I am not sure what the best method is parenting wise, but I am really getting frustrated with Sydney not eating her dinners. She likes most food, but she does not like stirfry. She likes the parts of stirfry, just not the combining feature. So tonight she looked at her food and refused to eat it. I was already in a less than lovely mood, so that was the last straw for me. I wrapped up the food on her plate and told her she could have it for breakfast, lunch or dinner tomorrow but she wasn't going to eat anything else until the food was gone. I mean to follow through and serve it at breakfast, but I really hope she doens't push this much past breakfast. She is such a crab when she is hungry.
Tune in tomorrow to see who has the stronger will power! Vote for Mom-or send ideas on how to handle it!
You do realize that ideas on this topic will vary greatly. In the interest of "studying it out" versus trying to persuade you, some thoughts:
ReplyDelete1 -- You have to win, or at least appear to win, the battles you wage. In the long run, losing one or few battles over the years won't matter. So having said no other food until this is eaten, you ought to stick to your guns or find a graceful, teaching way to show compromise and some fallibility on your part (yeah, kids need to know adults make mistakes, helps teach repentance)
2 -- This battle, over "eat what you're served or nothing at all", isn't one to wage. Pick more important places to make a stand.

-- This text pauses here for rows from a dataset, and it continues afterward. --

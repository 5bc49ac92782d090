//! Regex-based tokenizer implementation.

use std::sync::Arc;

use regex::Regex;

use super::Tokenizer;
use crate::analysis::token::{Token, TokenStream};
use crate::error::{Result, SentixError};

/// Word pattern that keeps contractions ("don't", "it's") as one token.
pub const WORD_WITH_CONTRACTIONS: &str = r"[\p{L}\p{N}]+(?:['’][\p{L}]+)*";

/// A regex-based tokenizer that extracts tokens using regular expressions.
#[derive(Clone, Debug)]
pub struct RegexTokenizer {
    /// The regex pattern used to extract tokens
    pattern: Arc<Regex>,
}

impl RegexTokenizer {
    /// Create a tokenizer whose tokens are words with contractions kept whole.
    pub fn words_with_contractions() -> Result<Self> {
        Self::with_pattern(WORD_WITH_CONTRACTIONS)
    }

    /// Create a new regex tokenizer with a custom pattern.
    pub fn with_pattern(pattern: &str) -> Result<Self> {
        let regex = Regex::new(pattern)
            .map_err(|e| SentixError::analysis(format!("Invalid regex pattern: {e}")))?;

        Ok(RegexTokenizer {
            pattern: Arc::new(regex),
        })
    }

    /// Get the regex pattern used by this tokenizer.
    pub fn pattern(&self) -> &str {
        self.pattern.as_str()
    }
}

impl Tokenizer for RegexTokenizer {
    fn tokenize(&self, text: &str) -> Result<TokenStream> {
        let tokens: Vec<Token> = self
            .pattern
            .find_iter(text)
            .enumerate()
            .map(|(position, mat)| {
                Token::with_offsets(mat.as_str(), position, mat.start(), mat.end())
            })
            .collect();

        Ok(Box::new(tokens.into_iter()))
    }

    fn name(&self) -> &'static str {
        "regex"
    }
}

3 -- Provided with healthy alternatives, even if gorging on Halloween candy and nothing else for days (which from your previous blog you got some control on this), kids will eventually get what they need. which is to say, there is a difference between waging a battle in the store over things they want versus being hungry at home and eating what is there. Kids will eat.
4 -- Tastes vary. She might be right. Certainly tastes change, too.
5 -- Also certain is that kids will defy. Why set-up confrontation on something like eating food?
6 -- My immediate reaction was why not let her eat the parts separate?
7 -- Better yet, let her cook (with help). Let her pick a better way to stir-fry. If it fails, and she eats it -- eat with her. That's her taste. If she ends up not liking it either -- she may like yours better and she may admit she doesn't like her own recipe. Great discussion.
8 -- I love stir-fry (but not some versions, another story there for later) but it could stay off the menu for awhile. Certainly let Emily and Sydney plan some meals in the weekly routine. Eventually, either eating out with Karl or just a little later in life you can go back to adult food.
9 -- Bottom line, we never forced any recipes on the kids. Some of biggest "fights" (metaphorically) in our home was over who took too much broccoli. The food was there. If someone didn't like it, they could cook something for themselves (peanut butter sandwich, bowl of cereal...) and all the more for others to eat. Usually if Dad was eating it, they figured it must be good (and I was always telling them they couldn't have something too yummy for their immature taste buds, which in turn led to them wanting what they couldn't have)
10 -- All four kids have exotic tastes! Two are seriously into gourmet cooking on a serious basis (Ryan and Elisha), Trisha manages a delicatessen, and Christina blows her cash on eating out. All four look well fed.
Bottom line, don't sweat forcing your kids to eat anything. Buy healthy food (or bring home cheese puffs like Heidi did -- good laugh on the guilt on that one).
One last GREAT piece of advice -- in fact two. Chase (dilute, 50/50) ALL sugared cereals with non- sugared ones (Fruit loops or Honey nut Cheerios with regular plain Cheerios, Kix with Trix or Coco Puffs). Second, skip Koolaid -- but if you make Koolaid it says I think 2 cups of sugar -- use just half a cup.